# Butchering a Boar



## 1Travelingon (May 1, 2005)

Originally we bought this boar to breed but have decided not to. Doesn't the boar need to be castrated in order to prevent funky tasting meat?


----------



## Ed Norman (Jun 8, 2002)

We butchered two big ones with no taint. Someone said cut them as soon as you kill them. Don't know if that helped but it didn't hurt.

According to others on here, a strain will either have taint or not. You could be lucky.


----------



## johnghagen (Feb 3, 2004)

Over 18 months old he will be no good.Not worth the time to find out if by chance he may be good.


----------



## bruceki (Nov 16, 2009)

Some folks castrate and then slaughter 2-3 months after. A simple test for boar taint on a carcass is to cut off a bit of fat and fry it.

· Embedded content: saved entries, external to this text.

//! Command-line interface parsing for sitekit
//!
//! Settings for the server may come from flags or the environment. Missing
//! Last.fm credentials are not a startup error: the endpoint reports them
//! per request instead.

use std::net::SocketAddr;
use std::path::PathBuf;

use clap::{Parser, Subcommand, ValueEnum};
use log::LevelFilter;

use crate::config::{LastfmConfig, ServerConfig, DEFAULT_BIND};

/// Personal site backend: read-time estimates and a Last.fm now-playing endpoint
#[derive(Parser, Debug)]
#[command(name = "sitekit")]
#[command(version)]
pub struct Cli {
    /// Log verbosity
    #[arg(long, value_enum, default_value_t = LogLevel::Info, global = true)]
    pub log_level: LogLevel,

    #[command(subcommand)]
    pub command: Command,
}

#[derive(Subcommand, Debug)]
pub enum Command {
    /// Run the HTTP server
    Serve(ServeArgs),
    /// Print read-time estimates for markdown files ("-" reads stdin)
    ReadTime {
        #[arg(required = true, value_name = "FILE")]
        files: Vec<PathBuf>,
    },
}

#[derive(clap::Args, Debug)]
pub struct ServeArgs {
    /// Address to listen on
    #[arg(long, env = "SITEKIT_BIND", default_value = DEFAULT_BIND)]
    pub bind: SocketAddr,

    /// Directory for cached API responses
    #[arg(long, env = "SITEKIT_CACHE_DIR", value_name = "DIR")]
    pub cache_dir: Option<PathBuf>,

    /// Last.fm API key
    #[arg(long, env = "LASTFM_API_KEY", hide_env_values = true)]
    pub lastfm_api_key: Option<String>,

    /// Last.fm account to show
    #[arg(long, env = "LASTFM_USERNAME")]
    pub lastfm_username: Option<String>,
}

#[derive(Debug, Clone, Copy, PartialEq, Eq, ValueEnum)]
pub enum LogLevel {
    Off,
    Error,
    Warn,
    Info,
    Debug,
    Trace,
}

impl From<LogLevel> for LevelFilter {
    fn from(level: LogLevel) -> Self {
        match level {
            LogLevel::Off => LevelFilter::Off,
            LogLevel::Error => LevelFilter::Error,
            LogLevel::Warn => LevelFilter::Warn,
            LogLevel::Info => LevelFilter::Info,
            LogLevel::Debug => LevelFilter::Debug,
            LogLevel::Trace => LevelFilter::Trace,
        }
    }
}

impl ServeArgs {
    pub fn lastfm_config(&self) -> LastfmConfig {
        LastfmConfig::new(self.lastfm_api_key.clone(), self.lastfm_username.clone())
    }

    pub fn server_config(&self) -> ServerConfig {
        ServerConfig {
            bind: self.bind,
            cache_dir: self.cache_dir.clone(),
        }
    }
}

#[cfg(test)]
mod tests {
    use super::*;

    #[test]
    fn test_cli_parse_read_time() {
        let cli = Cli::try_parse_from(["sitekit", "read-time", "a.md", "b.md"]).unwrap();
        match cli.command {
            Command::ReadTime { files } => {
                assert_eq!(files, vec![PathBuf::from("a.md"), PathBuf::from("b.md")]);
            }
            other => panic!("unexpected command: {:?}", other),
        }
        assert_eq!(cli.log_level, LogLevel::Info);
    }

    #[test]
    fn test_cli_read_time_requires_files() {
        assert!(Cli::try_parse_from(["sitekit", "read-time"]).is_err());
    }

    #[test]
    fn test_cli_requires_subcommand() {
        assert!(Cli::try_parse_from(["sitekit"]).is_err());
    }

    #[test]
    fn test_cli_parse_serve_flags() {
        let cli = Cli::try_parse_from([
            "sitekit",
            "--log-level",
            "debug",
            "serve",
            "--bind",
            "0.0.0.0:8080",
            "--cache-dir",
            "/tmp/cache",
            "--lastfm-api-key",
            "key",
            "--lastfm-username",
            "someone",
        ])
        .unwrap();

        assert_eq!(cli.log_level, LogLevel::Debug);
        let Command::Serve(args) = cli.command else {
            panic!("expected serve");
        };
        let server = args.server_config();
        assert_eq!(server.bind, "0.0.0.0:8080".parse::<SocketAddr>().unwrap());
        assert_eq!(server.cache_dir, Some(PathBuf::from("/tmp/cache")));

        let creds = args.lastfm_config().credentials().unwrap();
        assert_eq!(creds.api_key, "key");
        assert_eq!(creds.username, "someone");
    }

    #[test]
    fn test_cli_rejects_bad_bind() {
        assert!(Cli::try_parse_from(["sitekit", "serve", "--bind", "not-an-addr"]).is_err());
    }

    #[test]
    fn test_cli_rejects_unknown_log_level() {
        assert!(Cli::try_parse_from(["sitekit", "--log-level", "loud", "serve"]).is_err());
    }

    #[test]
    fn test_log_level_conversion() {
        assert_eq!(LevelFilter::from(LogLevel::Off), LevelFilter::Off);
        assert_eq!(LevelFilter::from(LogLevel::Warn), LevelFilter::Warn);
        assert_eq!(LevelFilter::from(LogLevel::Trace), LevelFilter::Trace);
    }
}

Some people cannot smell boar taint, so you may not be able to tell even if the boar has it. If it does, you'll get an objectionable smell and taste from the frying fat. 

I've eaten my share of boars without problems if they're under 8 months of age, but maybe I've been lucky. Another route that you might want to explore if it's a nice animal with good conformation is whether someone is looking for a boar for their herd. You may be able to sell it intact and solve the problem that way. 

craigslist is a good resource for selling animals in most areas. Look to the right for your country/state-province/city

You can still make sausage out of boar-tainted meat. 

Bruce / ebeyfarm.blogspot.com


----------



## highlands (Jul 18, 2004)

We've butchered boars as old as 30 months without taint. So far we haven't butchered any boars older than that. Taint is primarily stored in the fat and takes about 2 weeks to come out after castration in the few boars that actually have taint. Removing the testes after killing won't affect it.

Since the taint is stored in the fat, use the lean of the boar with barrow or gilt/sow fat or even beef fat to make sausages IF taint is a problem.

Most boars don't have taint. Not all people can smell taint. So it becomes a question of you and he. 

Cheers

-Walter
Sugar Mountain Farm
Pastured Pigs, Sheep & Kids
in the mountains of Vermont
Read about our on-farm butcher shop project:
http://SugarMtnFarm.com/butchershop
http://SugarMtnFarm.com/csa


----------



## 1Travelingon (May 1, 2005)

Thank you everyone for your posts/help

I thought about listing him on Craigslist, but the reason I am considering butchering instead is because he has an unusally large humpback (so did his siblings). I really don't want to pass on this genetic trait. 

I am defineately a person who smells taint meat- 

The age info. is GREAT to know, he is only 5.5 months old approx. 175lbs., we can still casterate and fatten him up then.


----------



## RedneckPete (Aug 23, 2004)

Andreozzi said:


> The age info. is GREAT to know, he is only 5.5 months old approx. 175lbs., we can still casterate and fatten him up then.


Good luck. I castrated a 150lb boar once, and it was entirely unpleasant, both for me and the pig. That was after I plied him with enough alcohol to put him into a solid 12hr stupor.

The last boar I butchered was at least 18 months old and was over 600lbs hanging weight minus head. I figure he was close to 900 lbs live. Maybe I can't smell it, but he tasted great. I do think he was gay, as he wouldn't impregnate my sow. Maybe that helped with the taint. If so, I'm going to selectively breed for gay pigs.

Pete


----------



## Jcran (Jan 4, 2006)

RedneckPete said:


> If so, I'm going to selectively breed for gay pigs.
> 
> Pete


Ummm, uh, well, uh, wouldn't that be a bit of a catch-22? Unless you then AI'd, I guess.


----------



## johnghagen (Feb 3, 2004)

Do it now and bring him up to 250 and you will have no problem.The cool weather is good for this just use a head gate and spray with livestock wound care.You want to on a older pig cut a little lower on the sack to help seepage as it heals you wont have any trouble.


----------



## RedneckPete (Aug 23, 2004)

Jcran said:


> Ummm, uh, well, uh, wouldn't that be a bit of a catch-22? Unless you then AI'd, I guess.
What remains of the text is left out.